DATA PROVIDED:

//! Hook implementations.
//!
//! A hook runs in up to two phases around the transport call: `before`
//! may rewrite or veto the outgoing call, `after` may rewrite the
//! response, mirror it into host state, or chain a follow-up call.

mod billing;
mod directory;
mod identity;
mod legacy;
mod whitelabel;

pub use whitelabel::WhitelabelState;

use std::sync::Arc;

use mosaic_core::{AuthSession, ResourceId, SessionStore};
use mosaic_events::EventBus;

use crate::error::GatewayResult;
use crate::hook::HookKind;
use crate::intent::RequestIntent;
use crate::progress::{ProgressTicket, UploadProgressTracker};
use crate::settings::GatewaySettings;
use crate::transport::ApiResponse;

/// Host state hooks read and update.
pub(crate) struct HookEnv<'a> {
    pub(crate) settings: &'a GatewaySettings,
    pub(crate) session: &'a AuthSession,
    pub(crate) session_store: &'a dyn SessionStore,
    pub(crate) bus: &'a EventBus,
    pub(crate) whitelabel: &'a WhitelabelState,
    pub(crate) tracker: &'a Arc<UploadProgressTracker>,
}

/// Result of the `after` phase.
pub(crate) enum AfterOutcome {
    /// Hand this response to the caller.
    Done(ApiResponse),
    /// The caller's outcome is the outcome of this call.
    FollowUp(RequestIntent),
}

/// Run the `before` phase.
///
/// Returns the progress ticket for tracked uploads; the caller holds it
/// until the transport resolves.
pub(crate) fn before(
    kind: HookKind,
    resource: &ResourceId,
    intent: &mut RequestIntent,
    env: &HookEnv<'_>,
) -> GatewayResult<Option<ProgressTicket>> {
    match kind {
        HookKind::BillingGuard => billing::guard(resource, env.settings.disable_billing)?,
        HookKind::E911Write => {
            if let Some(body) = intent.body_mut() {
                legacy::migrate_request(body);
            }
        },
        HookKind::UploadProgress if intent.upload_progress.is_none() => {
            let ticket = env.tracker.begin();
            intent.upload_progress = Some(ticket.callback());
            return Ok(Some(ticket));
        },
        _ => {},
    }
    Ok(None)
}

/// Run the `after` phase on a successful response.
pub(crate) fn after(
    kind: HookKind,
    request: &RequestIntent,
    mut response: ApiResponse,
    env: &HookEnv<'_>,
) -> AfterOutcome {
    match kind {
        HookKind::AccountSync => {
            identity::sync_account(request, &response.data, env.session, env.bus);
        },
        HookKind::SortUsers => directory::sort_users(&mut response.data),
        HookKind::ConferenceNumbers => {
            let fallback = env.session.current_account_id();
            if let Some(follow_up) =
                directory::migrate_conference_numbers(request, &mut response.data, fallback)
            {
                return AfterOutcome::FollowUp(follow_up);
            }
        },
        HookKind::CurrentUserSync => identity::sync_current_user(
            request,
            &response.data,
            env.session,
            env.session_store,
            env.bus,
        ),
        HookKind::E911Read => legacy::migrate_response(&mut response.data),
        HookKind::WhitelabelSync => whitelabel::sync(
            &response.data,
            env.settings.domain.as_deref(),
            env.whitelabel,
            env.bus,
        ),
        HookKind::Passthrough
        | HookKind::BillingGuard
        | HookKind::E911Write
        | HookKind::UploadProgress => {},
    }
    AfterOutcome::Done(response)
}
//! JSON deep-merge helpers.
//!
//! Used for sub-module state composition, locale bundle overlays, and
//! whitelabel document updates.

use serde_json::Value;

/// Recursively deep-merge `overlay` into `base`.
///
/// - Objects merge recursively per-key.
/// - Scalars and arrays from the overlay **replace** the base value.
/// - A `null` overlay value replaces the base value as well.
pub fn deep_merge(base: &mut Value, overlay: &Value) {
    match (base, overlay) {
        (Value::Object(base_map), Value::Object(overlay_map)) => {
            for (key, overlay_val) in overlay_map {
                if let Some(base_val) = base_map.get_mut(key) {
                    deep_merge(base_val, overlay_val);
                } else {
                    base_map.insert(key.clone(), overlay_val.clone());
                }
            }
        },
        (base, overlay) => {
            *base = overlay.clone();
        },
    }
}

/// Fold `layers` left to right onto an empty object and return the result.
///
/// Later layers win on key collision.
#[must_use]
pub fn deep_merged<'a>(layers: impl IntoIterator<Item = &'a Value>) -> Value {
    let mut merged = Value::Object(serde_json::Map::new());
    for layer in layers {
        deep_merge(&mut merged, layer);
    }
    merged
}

EXERCISE INSTRUCTIONS: Search the records for the word "GatewaySettings" and copy every line where it occurs.

ANSWER BELOW:
use crate::settings::GatewaySettings;
    pub(crate) settings: &'a GatewaySettings,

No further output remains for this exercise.